This medical malpractice claim against Kaiser was filed in Baltimore County after a physician misdiagnosed DVT as a groin strain. It was filed in Health Claims Arbitration on February 12, 2018, and it is the 71st medical malpractice case filed in Maryland this year.Summary of Plaintiff's Allegations
A man presented to Greater Baltimore Medical Center (GBMC) complaining of leg pain without a traumatic injury. A physical exam revealed mild right calf swelling and redness, so the man underwent a venous duplex imaging study of his right leg. The test results were positive for deep vein thrombosis (DVT) - blood clots in the deep veins of his right leg. Later that day, the man was discharged from GBMC with a 30-day supply of blood thinners to treat his DVT.
Three weeks later, the man went to Kaiser White Marsh for additional testing and a prescription refill. Again, the test results were positive for DVT and the doctor prescribed a three-month supply of a different blood thinner. After completing his medication regimen, the man returned to Kaiser for a D-Dimer blood test and an Ultrasound Doppler Study of the veins in his right leg. The results showed no evidence of DVT.
Nearly eight months after his first DVT episode, the man returned to Kaiser White Marsh with complaints of right thigh pain. He was discharged the same day with instructions for a groin strain. Even though the doctor's notes indicate concern for a clot because of his past medical history of DVT, the doctor did not prescribe any medications or perform any tests. Five days later, the man went to GBMC because he was still experiencing leg pain. He underwent a venous duplex, received a prescription for blood thinners, and was discharged the same day with instructions to make a follow-up appointment. Later that afternoon, the man went back to Kaiser White Marsh with complaints of right leg swelling. He was found to have extensive DVT and was advised to return to GBMC for an emergency procedure to break down the blood clots.

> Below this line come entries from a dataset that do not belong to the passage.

//! Wire types for the two remote store operations.
//!
//! Responses carry a discriminated `success` flag. Failure bodies may
//! report the reason under either `error` or `failure`, so both are
//! accepted.

use serde::{Deserialize, Serialize};

/// Request body for the save operation: the full serialized document.
#[derive(Debug, Clone, Serialize, Deserialize)]
pub struct SaveRequest {
    pub skins: String,
}

/// Response to a save request.
#[derive(Debug, Clone, Default, Serialize, Deserialize)]
pub struct SaveResponse {
    pub success: bool,
    #[serde(default, skip_serializing_if = "Option::is_none")]
    pub message: Option<String>,
    #[serde(default, skip_serializing_if = "Option::is_none")]
    pub error: Option<String>,
    #[serde(default, skip_serializing_if = "Option::is_none")]
    pub failure: Option<String>,
}

/// Response to a load request. `skins` holds the serialized document.
#[derive(Debug, Clone, Default, Serialize, Deserialize)]
pub struct LoadResponse {
    pub success: bool,
    #[serde(default, skip_serializing_if = "Option::is_none")]
    pub skins: Option<String>,
    #[serde(default, skip_serializing_if = "Option::is_none")]
    pub message: Option<String>,
    #[serde(default, skip_serializing_if = "Option::is_none")]
    pub error: Option<String>,
    #[serde(default, skip_serializing_if = "Option::is_none")]
    pub failure: Option<String>,
}

/// Server-reported reason for a failed response, falling back to a
/// generic message when the body names none.
pub(crate) fn failure_reason(error: &Option<String>, failure: &Option<String>) -> String {
    error
        .clone()
        .or_else(|| failure.clone())
        .unwrap_or_else(|| "unspecified remote failure".to_string())
}

impl SaveResponse {
    pub fn failure_reason(&self) -> String {
        failure_reason(&self.error, &self.failure)
    }
}

impl LoadResponse {
    pub fn failure_reason(&self) -> String {
        failure_reason(&self.error, &self.failure)
    }
}

#[cfg(test)]
mod tests {
    use super::*;

    #[test]
    fn save_response_parses_success() {
        let raw = r#"{"success":true,"message":"Skins saved."}"#;
        let resp: SaveResponse = serde_json::from_str(raw).unwrap();
        assert!(resp.success);
        assert_eq!(resp.message.as_deref(), Some("Skins saved."));
    }

    #[test]
    fn save_response_parses_error_variant() {
        let raw = r#"{"success":false,"error":"quota exceeded"}"#;
        let resp: SaveResponse = serde_json::from_str(raw).unwrap();
        assert!(!resp.success);
        assert_eq!(resp.failure_reason(), "quota exceeded");
    }

    #[test]
    fn save_response_parses_failure_variant() {
        let raw = r#"{"success":false,"failure":"database down"}"#;
        let resp: SaveResponse = serde_json::from_str(raw).unwrap();
        assert_eq!(resp.failure_reason(), "database down");
    }

    #[test]
    fn error_field_wins_over_failure() {
        let resp = SaveResponse {
            success: false,
            message: None,
            error: Some("specific".to_string()),
            failure: Some("vague".to_string()),
        };
        assert_eq!(resp.failure_reason(), "specific");
    }

    #[test]
    fn bare_failure_gets_generic_reason() {
        let raw = r#"{"success":false}"#;
        let resp: LoadResponse = serde_json::from_str(raw).unwrap();
        assert_eq!(resp.failure_reason(), "unspecified remote failure");
    }

    #[test]
    fn load_response_carries_serialized_document() {
        let raw = r#"{"success":true,"skins":"{\"fingerprint\":\"fp\"}","message":"ok"}"#;
        let resp: LoadResponse = serde_json::from_str(raw).unwrap();
        assert!(resp.success);
        assert_eq!(resp.skins.as_deref(), Some(r#"{"fingerprint":"fp"}"#));
    }

    #[test]
    fn none_fields_are_omitted_when_serializing() {
        let resp = SaveResponse {
            success: true,
            message: Some("ok".to_string()),
            error: None,
            failure: None,
        };
        let json = serde_json::to_string(&resp).unwrap();
        assert!(!json.contains("error"));
        assert!(!json.contains("failure"));
    }
}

At GBMC the man was diagnosed with compartment syndrome and eventually, after a lot of unnecessary waiting, taken to the operating room for a fasciotomy. In other words, the blood clots were causing a buildup of pressure in the man's legs that was inhibiting blood flow, so a vascular surgeon cut open the muscle compartment to allow the tissue to swell, reduce pressure, and restore normal blood flow. The man remained hospitalized after the surgery, and five days later he underwent a follow-up procedure to wash out and close his wounds. He was discharged shortly thereafter, requiring extensive in-home nursing care.Additional Comments
According to the claimant's expert witness, a family medicine doctor, the physician at Kaiser should have diagnosed the man with DVT when he returned with right thigh pain eight months after his first DVT. The standard of medical care dictates that DVT should be part of a patient's differential diagnosis when the patient has a known history of DVT and symptoms consistent with DVT. As such, the Kaiser physician should have ordered testing to definitively rule in or rule out DVT at that time. Had the Kaiser physician complied with the standard of care, the claimant's expert believes the man would not have suffered compartment syndrome.
Compartment syndrome is a rare but severe complication that can occur after leg trauma. Because compartment syndrome is so rare, there is limited information available about long-term outcomes for compartment syndrome survivors. Out of eighteen patients examined in this study, eight (44%) had long-term functional deficits. Only five patients (28%) fully recovered the strength in their thighs.
- Baltimore County
- Mid Atlantic Permanente Medical Group, P.L.L.C. d/b/a Kaiser Permanente White Marsh Medical Center
- Kaiser Foundation Health Plan of the Mid-Atlantic States, Inc.
- Greater Baltimore Medical Center
- A family medicine doctor
- Greater Baltimore Medical Center
- Kaiser White Marsh
- Failing to notice and respond to the symptoms of deep vein thrombosis.
- Failing to administer appropriate medications in a timely manner.
- Failing to order and perform appropriate testing.
- Failing to timely react to known surgical emergencies.
- Failing to adequately communicate among health care providers.
As a direct result of the defendants' negligence, the claimant suffered past and future physical pain, loss of earnings and diminished earning capacity, and the need for future medical care.
The defendants' negligent conduct also caused injury to the claimant's marriage, including a loss of companionship and assistance.